Dopo il brillante esordio vincente contro la Lazio, Roberto D’Aversa prepara la complicata trasferta del suo Torino contro il Napoli. Intervenuto in conferenza stampa a due giorni dal match, il tecnico granata ha analizzato il momento della squadra con estremo realismo, sottolineando la necessità di trovare una continuità finora assente. Come riportato da tuttomercatoweb.com, l’allenatore ha messo subito in guardia i suoi giocatori sui cali di tensione post-vittoria: “E’ ciò che ho detto alla squadra dopo la Lazio. La storia di quest’anno dice che dopo le vittorie ci sono stati periodi negativi. Abbiamo giocato di sera e poi venerdì, c’è meno tempo per esaltarsi e abbiamo pensato a lavorare. Non abbiamo ancora fatto nulla”.
D’Aversa ha spiegato che la sfida del “Maradona” richiederà accorgimenti tattici specifici, diversi da quelli adottati contro i biancocelesti. “Il Napoli è diverso dalla Lazio, gli azzurri ti aggrediscono forte. Sarà una gara diversa”, ha ammesso il tecnico, lasciando intendere possibili cambi di formazione. Uno dei dubbi principali riguarda l’impiego di Ché Adams, reduce da un problema fisico: “Si è allenato regolarmente. Titolare? Valutiamo, vediamo come arriva dall’allenamento di oggi. Ma torna da un problema al polpaccio e bisogna stare attenti: con la Lazio non l’ho rischiato non per il risultato, ma perché il polpaccio è un muscolo particolare”.
L’allenatore ha poi esaltato le caratteristiche di Duvan Zapata, pedina fondamentale per scardinare la pressione avversaria: “Ha caratteristiche importanti per come protegge palla, ma poi attacca la profondità: lui gioca frontale alla porta e non di spalla. Se hai una squadra che ti aggredisce alta, lo puoi sfruttare per attaccare gli spazi”. Parole d’elogio sono arrivate anche per Casadei, definito come una “classica mezzala d’inserimento” con un “potenziale enorme”, capace di arrivare a segnare con costanza.

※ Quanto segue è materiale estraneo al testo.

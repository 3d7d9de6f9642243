//! Engine options, deserialized from the host's options object

use crate::book::DisplayMode;
use crate::corner::CornerPolicy;
use crate::error::{FlipError, Result};
use crate::Size;
use serde::Deserialize;

/// Default active-zone size in pixels
pub const DEFAULT_CORNER_SIZE: f32 = 100.0;

/// Default settle animation length in milliseconds
pub const DEFAULT_DURATION_MS: u32 = 600;

/// Options for a single-surface flip
#[derive(Debug, Clone, PartialEq, Deserialize)]
#[serde(rename_all = "camelCase", default)]
pub struct FlipOptions {
    /// Side of the square active zone at each corner.
    ///
    /// Zones must not overlap: keep this below half the surface width and
    /// half its height.
    pub corner_size: f32,
    pub corners: CornerPolicy,
    /// Render the shadow overlay
    pub gradients: bool,
    /// Settle animation length (ms)
    pub duration: u32,
    /// Prefer 3D-hinted transforms where supported
    pub acceleration: bool,
    pub width: Option<f32>,
    pub height: Option<f32>,
}

impl Default for FlipOptions {
    fn default() -> Self {
        Self {
            corner_size: DEFAULT_CORNER_SIZE,
            corners: CornerPolicy::Forward,
            gradients: true,
            duration: DEFAULT_DURATION_MS,
            acceleration: true,
            width: None,
            height: None,
        }
    }
}

impl FlipOptions {
    pub fn from_json(json: &str) -> Result<Self> {
        let options: Self = serde_json::from_str(json)?;
        validate_common(options.corner_size, options.width, options.height)?;
        Ok(options)
    }

    /// Explicit size override, if both dimensions are set
    pub fn size_override(&self) -> Option<Size> {
        Some(Size::new(self.width?, self.height?))
    }
}

/// Options for a paginated book
#[derive(Debug, Clone, PartialEq, Deserialize)]
#[serde(rename_all = "camelCase", default)]
pub struct BookOptions {
    pub corner_size: f32,
    pub corners: CornerPolicy,
    pub gradients: bool,
    pub duration: u32,
    pub acceleration: bool,
    pub display: DisplayMode,
    /// Initial page (1-based)
    pub page: u32,
    /// Initial total page count; added pages can raise it
    pub pages: u32,
    pub width: Option<f32>,
    pub height: Option<f32>,
}

impl Default for BookOptions {
    fn default() -> Self {
        Self {
            corner_size: DEFAULT_CORNER_SIZE,
            corners: CornerPolicy::All,
            gradients: true,
            duration: DEFAULT_DURATION_MS,
            acceleration: true,
            display: DisplayMode::Double,
            page: 1,
            pages: 0,
            width: None,
            height: None,
        }
    }
}

impl BookOptions {
    pub fn from_json(json: &str) -> Result<Self> {
        let options: Self = serde_json::from_str(json)?;
        validate_common(options.corner_size, options.width, options.height)?;
        if options.page == 0 {
            return Err(FlipError::Config("page must be at least 1".to_string()));
        }
        Ok(options)
    }

    pub fn size_override(&self) -> Option<Size> {
        Some(Size::new(self.width?, self.height?))
    }
}

fn validate_common(corner_size: f32, width: Option<f32>, height: Option<f32>) -> Result<()> {
    if !(corner_size.is_finite() && corner_size > 0.0) {
        return Err(FlipError::Config(format!(
            "cornerSize must be positive, got {}",
            corner_size
        )));
    }
    for (name, value) in [("width", width), ("height", height)] {
        if let Some(v) = value {
            if !(v.is_finite() && v > 0.0) {
                return Err(FlipError::Config(format!("{} must be positive, got {}", name, v)));
            }
        }
    }
    Ok(())
}

#[cfg(test)]
mod tests {
    use super::*;

    #[test]
    fn test_flip_defaults() {
        let options = FlipOptions::from_json("{}").unwrap();
        assert_eq!(options, FlipOptions::default());
        assert_eq!(options.corners, CornerPolicy::Forward);
        assert_eq!(options.size_override(), None);
    }

    #[test]
    fn test_flip_options_from_json() {
        let options = FlipOptions::from_json(
            r#"{"cornerSize": 40, "corners": "backward", "gradients": false,
                "duration": 250, "acceleration": false, "width": 300, "height": 200}"#,
        )
        .unwrap();
        assert_eq!(options.corner_size, 40.0);
        assert_eq!(options.corners, CornerPolicy::Backward);
        assert!(!options.gradients);
        assert_eq!(options.duration, 250);
        assert_eq!(options.size_override(), Some(Size::new(300.0, 200.0)));
    }

    #[test]
    fn test_book_options_from_json() {
        let options =
            BookOptions::from_json(r#"{"display": "single", "page": 3, "pages": 8}"#).unwrap();
        assert_eq!(options.display, DisplayMode::Single);
        assert_eq!(options.page, 3);
        assert_eq!(options.pages, 8);
        assert_eq!(options.corners, CornerPolicy::All);
    }

    #[test]
    fn test_invalid_options() {
        assert!(matches!(
            BookOptions::from_json(r#"{"display": "triple"}"#),
            Err(FlipError::Config(_))
        ));
        assert!(matches!(
            BookOptions::from_json(r#"{"page": 0}"#),
            Err(FlipError::Config(_))
        ));
        assert!(matches!(
            FlipOptions::from_json(r#"{"cornerSize": -5}"#),
            Err(FlipError::Config(_))
        ));
        assert!(matches!(
            FlipOptions::from_json(r#"{"corners": "sideways"}"#),
            Err(FlipError::Config(_))
        ));
    }
}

Infine, D’Aversa ha toccato le corde motivazionali del gruppo, chiedendo di trasformare l’entusiasmo in ferocia agonistica piuttosto che in distrazione. “Siamo partiti bene, l’entusiasmo non deve scemare in euforia perché altrimenti abbassi l’attenzione. Il mio obiettivo è raggiungere al più presto l’obiettivo di squadra, non c’è altro nella mia testa”, ha concluso il tecnico, pronto a sfidare Antonio Conte in un match che mette di fronte due club dalla storia gloriosa.